I feel like a giant upon whose shoulders I have been standing is gone.

The first time I met Bill was in 1991, when he came to the Village when it was barely a year old to write about Martha Long’s leadership style. He was working on a book about leadership. I was just a couple years out of residency, and he was already the legendary “father of psychiatric rehabilitation.”

Bill Anthony

The first paragraph in my book “A Road to Recovery” tells the story: “In 1991, when Bill Anthony, Ph.D., a well-known leader in psychiatric rehabilitation from Boston University, came to visit the Village, I asked him what he thought the next big movement in mental health was going to be. He answered “recovery,” and I nearly fell off my chair. At the time, we were only one year into building the Village. I had just begun thinking about recovery and it still seemed too extreme to ever become acceptable.”

Recovery has always been an “outsider movement” that has drawn many rebels. Years ago, I created a PowerPoint slide that listed among our ranks:

  • People with mental illnesses – “consumers” – fighting for themselves and helping each other
  • People with experience with the 12 step-recovery movement, wanting to integrate mental health and substance abuse recovery
  • Psychosocial rehabilitation and psychiatric rehabilitation programs
  • Civil rights advocates
  • People who don’t like following the rules and are naturally pragmatic rebels
  • People who prioritize trauma over illnesses and want to focus on trauma recovery
  • Staff who came to mental health for personal reasons who are “abnormal in a certain, special way so our hearts go out to people normal people would avoid,” who want to connect to their clients authentically and reciprocally rather than reduce them to cases
  • People who heavily value cultural contexts, understandings, and services
  • People who are “doing God’s work” and find spirituality to be forcibly excluded from our current system

Bill was a leader of the rehabilitation contingent, which included many of my coworkers at the Village and our collaborators.

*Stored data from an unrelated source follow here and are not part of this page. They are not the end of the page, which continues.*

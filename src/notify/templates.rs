//! Message templates, one per scenario

use crate::config::ReportsConfig;
use crate::reports::filter::describe_criteria;
use crate::types::{Category, ReportResult, ReportStatus, Scenario};
use chrono::NaiveDate;
use std::fmt::Write;
use std::path::PathBuf;

/// Why a category has no deliverable report
#[derive(Debug, Clone, PartialEq, Eq)]
pub enum Unavailability {
    /// Generation ran and nothing qualified
    NoQualifyingRecords,
    /// Generation ran and failed
    GenerationError(String),
    /// Generation never ran because no dataset was acquired
    ExtractionFailed {
        /// Attempts made before giving up
        attempts: usize,
    },
}

impl std::fmt::Display for Unavailability {
    fn fmt(&self, f: &mut std::fmt::Formatter<'_>) -> std::fmt::Result {
        match self {
            Unavailability::NoQualifyingRecords => {
                f.write_str("no qualifying records matched the filter criteria")
            }
            Unavailability::GenerationError(cause) => write!(f, "generation error: {cause}"),
            Unavailability::ExtractionFailed { attempts } => {
                write!(f, "extraction failed after {attempts} attempts")
            }
        }
    }
}

/// Extraction failure details surfaced in the NONE message
#[derive(Debug, Clone, PartialEq, Eq)]
pub struct ExtractionSummary {
    /// Number of attempts made
    pub attempts: usize,
    /// Cause of the final attempt
    pub last_cause: String,
}

/// Inputs to message rendering
#[derive(Debug, Clone, Copy)]
pub struct MessageContext<'a> {
    /// Scenario of the run
    pub scenario: Scenario,
    /// Report results in category order
    pub reports: &'a [ReportResult],
    /// Set when no dataset was acquired
    pub extraction: Option<&'a ExtractionSummary>,
    /// Report settings, for criteria text
    pub settings: &'a ReportsConfig,
    /// Date shown in subjects
    pub date: NaiveDate,
    /// Closing signature
    pub signature: &'a str,
}

/// A rendered message, before recipients are resolved
#[derive(Debug, Clone, PartialEq, Eq)]
pub struct Message {
    /// Template identifier
    pub template: &'static str,
    /// Subject line
    pub subject: String,
    /// Plain-text body
    pub body: String,
    /// Files to attach
    pub attachments: Vec<PathBuf>,
}

/// Template identifier for a scenario
pub fn template_id(scenario: Scenario) -> &'static str {
    match scenario {
        Scenario::Both => "both_reports",
        Scenario::OnlyA => "only_auto_finance",
        Scenario::OnlyB => "only_three_wheeler",
        Scenario::None => "no_data",
    }
}

/// Why `result` is unavailable, or `None` when it was generated
pub fn unavailability(
    result: &ReportResult,
    extraction: Option<&ExtractionSummary>,
) -> Option<Unavailability> {
    if let Some(extraction) = extraction {
        return Some(Unavailability::ExtractionFailed {
            attempts: extraction.attempts,
        });
    }
    match &result.status {
        ReportStatus::Generated { .. } => None,
        ReportStatus::Empty => Some(Unavailability::NoQualifyingRecords),
        ReportStatus::Failed { cause } => Some(Unavailability::GenerationError(cause.clone())),
    }
}

fn result_for(reports: &[ReportResult], category: Category) -> Option<&ReportResult> {
    reports.iter().find(|r| r.category == category)
}

fn reason_for(ctx: &MessageContext<'_>, category: Category) -> Unavailability {
    match result_for(ctx.reports, category) {
        Some(result) => unavailability(result, ctx.extraction)
            .unwrap_or_else(|| Unavailability::GenerationError("report missing".to_string())),
        None => match ctx.extraction {
            Some(e) => Unavailability::ExtractionFailed {
                attempts: e.attempts,
            },
            None => Unavailability::GenerationError("no result recorded".to_string()),
        },
    }
}

fn file_name(path: &std::path::Path) -> String {
    path.file_name()
        .map(|n| n.to_string_lossy().into_owned())
        .unwrap_or_else(|| path.display().to_string())
}

fn sign(body: &mut String, signature: &str) {
    let _ = write!(body, "\nBest regards,\n{signature}");
}

/// Render the message for the run's scenario
///
/// Attachments are exactly the generated artifacts: two for BOTH, one for
/// ONLY_A and ONLY_B, none for NONE.
pub fn render(ctx: &MessageContext<'_>) -> Message {
    let date = ctx.date.format("%Y-%m-%d");
    let attachments: Vec<PathBuf> = Category::ALL
        .iter()
        .filter_map(|&c| result_for(ctx.reports, c).and_then(ReportResult::artifact))
        .cloned()
        .collect();

    let mut body = String::from("Dear Team,\n\n");
    let subject = match ctx.scenario {
        Scenario::Both => {
            body.push_str("Please find attached the Annual Credit Review Reports.\n\nReports included:\n");
            for (index, category) in Category::ALL.iter().enumerate() {
                let result = result_for(ctx.reports, *category);
                let _ = write!(body, "{}. {} Annual Review Report", index + 1, category.label());
                if let Some(artifact) = result.and_then(ReportResult::artifact) {
                    let _ = write!(body, " ({})", file_name(artifact));
                }
                if let Some(rows) = result.and_then(|r| r.qualifying_rows) {
                    let _ = write!(body, ", {rows} qualifying records");
                }
                body.push('\n');
            }
            format!("Annual Credit Review Reports - {date}")
        }
        Scenario::OnlyA | Scenario::OnlyB => {
            let available = if ctx.scenario == Scenario::OnlyA {
                Category::A
            } else {
                Category::B
            };
            let other = available.other();
            let result = result_for(ctx.reports, available);

            let _ = writeln!(
                body,
                "Please find attached the Annual Credit Review Report for {} facilities.\n",
                available.label()
            );
            let _ = write!(body, "Report included:\n1. {} Annual Review Report", available.label());
            if let Some(rows) = result.and_then(|r| r.qualifying_rows) {
                let _ = write!(body, " ({rows} qualifying records)");
            }
            body.push_str("\n\n");
            let _ = writeln!(
                body,
                "Note: the {} report was not generated: {}",
                other.label(),
                reason_for(ctx, other)
            );
            if reason_for(ctx, other) == Unavailability::NoQualifyingRecords {
                let _ = writeln!(
                    body,
                    "\n{} filter criteria applied:\n{}",
                    other.label(),
                    describe_criteria(&ctx.settings.columns, &ctx.settings.category(other).products)
                );
            }
            format!(
                "Annual Credit Review Report - {} - {date}",
                available.label()
            )
        }
        Scenario::None => {
            body.push_str("No Annual Credit Review report is available for this run.\n\n");
            if let Some(extraction) = ctx.extraction {
                let _ = writeln!(
                    body,
                    "Root cause: the dataset could not be extracted ({}).\nLast error: {}",
                    Unavailability::ExtractionFailed {
                        attempts: extraction.attempts
                    },
                    extraction.last_cause
                );
            } else {
                for category in Category::ALL {
                    let reason = reason_for(ctx, category);
                    let _ = writeln!(body, "{} Report: {reason}", category.label());
                    if reason == Unavailability::NoQualifyingRecords {
                        let _ = writeln!(
                            body,
                            "Filter criteria applied:\n{}",
                            describe_criteria(
                                &ctx.settings.columns,
                                &ctx.settings.category(category).products
                            )
                        );
                    }
                    body.push('\n');
                }
                body.push_str(
                    "Please review the data source and filtering criteria if this is unexpected.\n",
                );
            }
            format!("Annual Credit Review - No Data Available for Both Reports - {date}")
        }
    };

    sign(&mut body, ctx.signature);

    Message {
        template: template_id(ctx.scenario),
        subject,
        body,
        attachments,
    }
}
//! Dataset extraction
//!
//! The extractor that signs in to the source system and downloads a snapshot is a
//! black box behind the [`ExtractionGateway`] trait. A gateway only has to leave a
//! file behind; this module then checks that the file is a structurally valid
//! dataset before any report sees it.
//!
//! - [`CommandGateway`]: runs an external extractor command, then picks the newest
//!   dataset file in the incoming area
//! - [`load_dataset`]: parses and validates a dataset file

mod command;
mod dataset;
mod traits;

pub use command::{CommandGateway, newest_dataset_file};
pub use dataset::{Dataset, Table, load_dataset};
pub use traits::ExtractionGateway;
// unwrap/expect are acceptable in tests for concise failure-on-error assertions
#![allow(clippy::unwrap_used, clippy::expect_used)]

use super::*;
use crate::clock::ManualClock;
use crate::config::RecipientGroup;
use crate::reports::BuiltinProducer;
use crate::types::{ArchiveItemKind, ArchiveStatus, ReportStatus, Scenario};
use async_trait::async_trait;
use chrono::{TimeZone, Utc};
use std::collections::VecDeque;
use std::path::Path;
use std::sync::Mutex;
use std::time::Duration;
use tempfile::TempDir;

const HEADER: &str = "REPORT_REVIEW_DATE,PRE_APPROVED_DATE,PRODUCT,PRE_APPROVED_USER";

fn csv(rows: &[&str]) -> String {
    let mut content = format!("{HEADER}\n");
    for row in rows {
        content.push_str(row);
        content.push('\n');
    }
    content
}

/// What the gateway does on one call
enum Step {
    Fail(&'static str),
    Broken(&'static str),
    Write(String),
    Hang,
}

/// Gateway that plays back a fixed script, writing datasets into the incoming area
struct ScriptedGateway {
    incoming: PathBuf,
    steps: Mutex<VecDeque<Step>>,
    calls: Mutex<u32>,
}

impl ScriptedGateway {
    fn new(incoming: &Path, steps: Vec<Step>) -> Arc<Self> {
        Arc::new(Self {
            incoming: incoming.to_path_buf(),
            steps: Mutex::new(steps.into()),
            calls: Mutex::new(0),
        })
    }

    fn calls(&self) -> u32 {
        *self.calls.lock().unwrap()
    }
}

#[async_trait]
impl ExtractionGateway for ScriptedGateway {
    async fn acquire(&self) -> Result<PathBuf> {
        *self.calls.lock().unwrap() += 1;
        let step = self.steps.lock().unwrap().pop_front();
        match step {
            Some(Step::Write(content)) => {
                std::fs::create_dir_all(&self.incoming).unwrap();
                let path = self.incoming.join("Evaluation_Report.csv");
                std::fs::write(&path, content).unwrap();
                Ok(path)
            }
            Some(Step::Fail(cause)) => Err(Error::Extraction(cause.to_string())),
            Some(Step::Broken(cause)) => Err(Error::Internal(cause.to_string())),
            Some(Step::Hang) => std::future::pending().await,
            None => Err(Error::Extraction("script exhausted".into())),
        }
    }

    fn name(&self) -> &'static str {
        "scripted"
    }
}

#[derive(Default)]
struct RecordingNotifier {
    sent: Mutex<Vec<Notification>>,
    fail: bool,
}

#[async_trait]
impl Notifier for RecordingNotifier {
    async fn send(&self, notification: &Notification) -> Result<()> {
        self.sent.lock().unwrap().push(notification.clone());
        if self.fail {
            Err(Error::Notification("relay refused connection".into()))
        } else {
            Ok(())
        }
    }

    fn name(&self) -> &'static str {
        "recording"
    }
}

struct Harness {
    _temp_dir: TempDir,
    root: PathBuf,
    clock: Arc<ManualClock>,
    gateway: Arc<ScriptedGateway>,
    notifier: Arc<RecordingNotifier>,
    orchestrator: Orchestrator,
}

impl Harness {
    fn sent(&self) -> Vec<Notification> {
        self.notifier.sent.lock().unwrap().clone()
    }
}

fn config(root: &Path) -> Config {
    let mut config = Config::default();
    config.paths.incoming = root.join("data");
    config.paths.history = root.join("data_bin");
    config.paths.reports = root.join("reports");
    config.paths.staging = root.join("staging");
    config.paths.log_file = root.join("annual_review.log");
    config.paths.run_log = root.join("logs").join("runs.jsonl");
    config.logging.file = false;
    config.notifications.recipients.set(
        RecipientGroup::General,
        vec!["credit-ops@example.com".into()],
    );
    config
}

fn harness_with(
    steps: Vec<Step>,
    notifier: RecordingNotifier,
    adjust: impl FnOnce(&Path, &mut Config),
) -> Harness {
    let temp_dir = TempDir::new().unwrap();
    let root = temp_dir.path().to_path_buf();
    let mut config = config(&root);
    adjust(&root, &mut config);

    let clock = Arc::new(ManualClock::starting_at(
        Utc.with_ymd_and_hms(2026, 3, 2, 12, 0, 0).unwrap(),
    ));
    let gateway = ScriptedGateway::new(&config.paths.incoming, steps);
    let notifier = Arc::new(notifier);
    let orchestrator = Orchestrator::new(
        Arc::new(config),
        gateway.clone(),
        Arc::new(BuiltinProducer::new()),
        notifier.clone(),
        clock.clone(),
    );

    Harness {
        _temp_dir: temp_dir,
        root,
        clock,
        gateway,
        notifier,
        orchestrator,
    }
}

fn harness(steps: Vec<Step>) -> Harness {
    harness_with(steps, RecordingNotifier::default(), |_, _| {})
}

fn both_categories() -> String {
    csv(&[
        ",2026-01-04,TRACTOR LEASE,amal",
        ",2026-01-05,CASH IN HAND,kasun",
        "2026-02-01,2026-01-06,PLEDGE LOAN,amal",
    ])
}

#[tokio::test]
async fn retries_until_a_dataset_arrives_then_completes() {
    let h = harness(vec![
        Step::Fail("login page timeout"),
        Step::Fail("download button missing"),
        Step::Write(both_categories()),
    ]);

    let record = h.orchestrator.run().await;

    assert_eq!(record.status, RunStatus::Completed);
    assert_eq!(record.cause, None);
    assert_eq!(record.attempts.len(), 3);
    assert!(!record.attempts[0].succeeded());
    assert!(record.attempts[2].succeeded());
    assert_eq!(
        h.clock.sleeps(),
        vec![Duration::from_secs(900), Duration::from_secs(900)]
    );
    assert_eq!(record.dataset.as_ref().unwrap().row_count, 3);
    assert_eq!(record.scenario, Some(Scenario::Both));
    assert_eq!(
        record.report(Category::A).unwrap().qualifying_rows,
        Some(1)
    );
    assert_eq!(
        record.notification,
        Some(NotificationOutcome::Delivered { recipients: 1 })
    );

    let sent = h.sent();
    assert_eq!(sent.len(), 1);
    assert_eq!(sent[0].template, "both_reports");
    assert_eq!(sent[0].attachments.len(), 2);

    let archive = record.archive.as_ref().unwrap();
    assert_eq!(archive.status, ArchiveStatus::Complete);
    assert_eq!(archive.items.len(), 3);
    for item in &archive.items {
        let destination = item.destination.as_ref().unwrap();
        assert!(destination.exists(), "{destination:?} missing");
        assert!(!item.source.exists());
    }
    assert!(h.root.join("data_bin/Evaluation_Report.csv").exists());
}

#[tokio::test]
async fn attachments_carry_the_reports_that_get_archived() {
    let h = harness(vec![Step::Write(both_categories())]);

    let record = h.orchestrator.run().await;

    let sent = h.sent();
    assert_eq!(sent[0].attachments.len(), 2);
    let archive = record.archive.as_ref().unwrap();
    for attachment in &sent[0].attachments {
        let archived = archive
            .items
            .iter()
            .filter_map(|item| item.destination.as_deref())
            .find(|d| {
                d.file_name().and_then(|n| n.to_str()) == Some(attachment.file_name.as_str())
            })
            .unwrap_or_else(|| panic!("{} was not archived", attachment.file_name));
        assert_eq!(std::fs::read(archived).unwrap(), attachment.content);
        assert!(!attachment.content.is_empty());
    }
    assert!(!h.root.join("staging").join(record.run_id.as_str()).exists());
}

#[tokio::test]
async fn internal_gateway_error_aborts_without_retrying() {
    let h = harness(vec![
        Step::Broken("dataset scan task failed: panicked"),
        Step::Write(both_categories()),
    ]);

    let record = h.orchestrator.run().await;

    assert_eq!(record.status, RunStatus::Aborted);
    let cause = record.cause.as_deref().unwrap();
    assert!(cause.starts_with("internal error"), "{cause}");
    assert_eq!(h.gateway.calls(), 1);
    assert_eq!(record.attempts.len(), 1);
    assert!(h.clock.sleeps().is_empty());
    assert_eq!(record.scenario, None);
    assert!(h.sent().is_empty());
    assert_eq!(
        RunLog::new(h.root.join("logs/runs.jsonl"))
            .read_history(10)
            .unwrap()[0]
            .cause
            .as_deref(),
        Some(cause)
    );
}

#[tokio::test]
async fn unusable_delimiter_aborts_on_the_first_attempt() {
    let h = harness_with(
        vec![
            Step::Write(both_categories()),
            Step::Write(both_categories()),
        ],
        RecordingNotifier::default(),
        |_, config| config.extraction.delimiter = '§',
    );

    let record = h.orchestrator.run().await;

    assert_eq!(record.status, RunStatus::Aborted);
    let cause = record.cause.as_deref().unwrap();
    assert!(cause.contains("delimiter"), "{cause}");
    assert_eq!(h.gateway.calls(), 1);
    assert!(h.clock.sleeps().is_empty());
    assert!(h.sent().is_empty());
}

#[tokio::test]
async fn exhausted_extraction_sends_no_data_notice() {
    let h = harness(vec![
        Step::Fail("login page timeout"),
        Step::Fail("login page timeout"),
        Step::Fail("login page timeout"),
        Step::Fail("login page timeout"),
        Step::Fail("portal returned 502"),
    ]);

    let record = h.orchestrator.run().await;

    assert_eq!(record.status, RunStatus::Completed);
    assert_eq!(h.gateway.calls(), 5);
    assert_eq!(record.attempts.len(), 5);
    // No wait after the final failure
    assert_eq!(h.clock.sleeps().len(), 4);
    assert_eq!(record.dataset, None);
    assert_eq!(record.scenario, Some(Scenario::None));
    for category in Category::ALL {
        assert_eq!(
            record.report(category).unwrap().status,
            ReportStatus::Failed {
                cause: SKIPPED_CAUSE.into()
            }
        );
    }

    let sent = h.sent();
    assert_eq!(sent[0].template, "no_data");
    assert!(sent[0].attachments.is_empty());
    assert!(sent[0].body.contains("extraction failed after 5 attempts"));
    assert!(sent[0].body.contains("portal returned 502"));

    assert_eq!(
        record.archive.as_ref().unwrap().status,
        ArchiveStatus::NothingToArchive
    );
}

#[tokio::test]
async fn ragged_dataset_consumes_a_retry_slot() {
    let h = harness(vec![
        Step::Write(format!("{HEADER}\n,2026-01-04,TRACTOR LEASE\n")),
        Step::Write(both_categories()),
    ]);

    let record = h.orchestrator.run().await;

    assert_eq!(record.attempts.len(), 2);
    match &record.attempts[0].outcome {
        AttemptOutcome::Failure { cause } => assert!(cause.contains("not parseable"), "{cause}"),
        other => panic!("expected failure, got {other:?}"),
    }
    assert_eq!(h.clock.sleeps(), vec![Duration::from_secs(900)]);
    assert_eq!(record.scenario, Some(Scenario::Both));
}

#[tokio::test]
async fn only_one_category_with_rows_sends_single_report() {
    let h = harness(vec![Step::Write(csv(&[
        ",2026-01-04,TRACTOR LEASE,amal",
        ",2026-01-05,VEHICLE LOAN-REGISTERED,amal",
    ]))]);

    let record = h.orchestrator.run().await;

    assert_eq!(record.scenario, Some(Scenario::OnlyA));
    assert_eq!(
        record.report(Category::B).unwrap().status,
        ReportStatus::Empty
    );
    let sent = h.sent();
    assert_eq!(sent[0].template, "only_auto_finance");
    assert_eq!(sent[0].attachments.len(), 1);
    assert!(sent[0].body.contains("no qualifying records"));
    assert_eq!(
        record.archive.as_ref().unwrap().items.len(),
        2,
        "dataset plus one artifact"
    );
}

#[tokio::test]
async fn notification_failure_does_not_stop_archiving() {
    let h = harness_with(
        vec![Step::Write(both_categories())],
        RecordingNotifier {
            fail: true,
            ..Default::default()
        },
        |_, _| {},
    );

    let record = h.orchestrator.run().await;

    assert_eq!(record.status, RunStatus::Completed);
    match record.notification.as_ref().unwrap() {
        NotificationOutcome::Failed { cause } => {
            assert!(cause.contains("relay refused connection"))
        }
        other => panic!("expected failed notification, got {other:?}"),
    }
    assert_eq!(
        record.archive.as_ref().unwrap().status,
        ArchiveStatus::Complete
    );
}

#[tokio::test]
async fn run_is_logged_and_staging_cleaned_up() {
    let h = harness(vec![Step::Write(both_categories())]);

    let record = h.orchestrator.run().await;

    let history = RunLog::new(h.root.join("logs/runs.jsonl"))
        .read_history(10)
        .unwrap();
    assert_eq!(history.len(), 1);
    assert_eq!(history[0], record);
    assert!(!h.root.join("staging").join(record.run_id.as_str()).exists());
}

#[tokio::test]
async fn unusable_staging_area_aborts_before_extraction() {
    let h = harness_with(
        vec![Step::Write(both_categories())],
        RecordingNotifier::default(),
        |root, _| std::fs::write(root.join("staging"), "not a directory").unwrap(),
    );

    let record = h.orchestrator.run().await;

    assert_eq!(record.status, RunStatus::Aborted);
    assert!(record.cause.as_deref().unwrap().contains("staging"));
    assert_eq!(h.gateway.calls(), 0);
    assert!(h.sent().is_empty());
    assert_eq!(
        RunLog::new(h.root.join("logs/runs.jsonl"))
            .read_history(10)
            .unwrap()
            .len(),
        1
    );
}

#[tokio::test]
async fn unwritable_run_log_aborts_the_run() {
    let h = harness_with(
        vec![Step::Write(both_categories())],
        RecordingNotifier::default(),
        |root, config| {
            std::fs::write(root.join("blocker"), "file").unwrap();
            config.paths.run_log = root.join("blocker").join("runs.jsonl");
        },
    );

    let record = h.orchestrator.run().await;

    assert_eq!(record.status, RunStatus::Aborted);
    assert!(
        record
            .cause
            .as_deref()
            .unwrap()
            .starts_with("run log write failed")
    );
    // Earlier phases still happened and are reported
    assert_eq!(record.scenario, Some(Scenario::Both));
    assert_eq!(h.sent().len(), 1);
}

#[tokio::test]
async fn shutdown_interrupts_a_hung_extraction() {
    let h = harness(vec![Step::Hang]);

    let record = h.orchestrator.run_until(async {}).await;

    assert_eq!(record.status, RunStatus::Aborted);
    assert_eq!(record.cause.as_deref(), Some(INTERRUPTED));
    assert!(h.sent().is_empty());
    let history = RunLog::new(h.root.join("logs/runs.jsonl"))
        .read_history(10)
        .unwrap();
    assert_eq!(history[0].cause.as_deref(), Some(INTERRUPTED));
}

#[tokio::test]
async fn events_bracket_the_run() {
    let h = harness(vec![
        Step::Fail("login page timeout"),
        Step::Write(both_categories()),
    ]);
    let mut events = h.orchestrator.subscribe();

    let record = h.orchestrator.run().await;

    let mut seen = Vec::new();
    while let Ok(event) = events.try_recv() {
        seen.push(event);
    }
    assert!(matches!(seen.first(), Some(Event::RunStarted { run_id }) if *run_id == record.run_id));
    assert!(matches!(
        seen.last(),
        Some(Event::RunFinished {
            status: RunStatus::Completed,
            scenario: Some(Scenario::Both),
            ..
        })
    ));
    assert!(seen.iter().any(|e| matches!(
        e,
        Event::AttemptFailed {
            attempt: 1,
            will_retry: true,
            ..
        }
    )));
    assert!(
        seen.iter()
            .any(|e| matches!(e, Event::DatasetAcquired { attempt: 2, .. }))
    );
    assert_eq!(
        seen.iter()
            .filter(|e| matches!(e, Event::ItemArchived { .. }))
            .count(),
        3
    );
    assert!(seen.iter().any(|e| matches!(
        e,
        Event::ItemArchived {
            kind: ArchiveItemKind::Dataset,
            ..
        }
    )));
}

From my viewpoint in California, his contributions spread across a range of options for promoting recovery we would all do well to emulate, including:

  • From early on, with Judi Chamberlin, he collaborated meaningfully with people with lived experience, profoundly valuing them.
  • He insisted that people with mental conditions, even with ongoing symptoms, instead of being marginalized, deserved the chance for rehabilitation, to return to school and work, just like people with physical conditions.
  • The “choose, get, keep,” model for supported employment services literally begins with client choice.
  • They put together training manuals, lessons, and textbooks for rehabilitation practice, giving it the consistency and accountability needed to push for CPRP licensing and compete for official reimbursement.
  • For years, he edited the Psychiatric Rehabilitation journal creating a place for person-centered rehabilitation and recovery research, techniques, and scholarly interchange to compete with the biologically dominated professional journals.
  • He committed early and fully to the recovery model as an organizing set of values for the entire mental health system, carrying it to the highest levels of government.
  • The Foundation for Excellence in Mental Health Care is developing credible alternatives to the pharmaceutical company dominated treatment narratives.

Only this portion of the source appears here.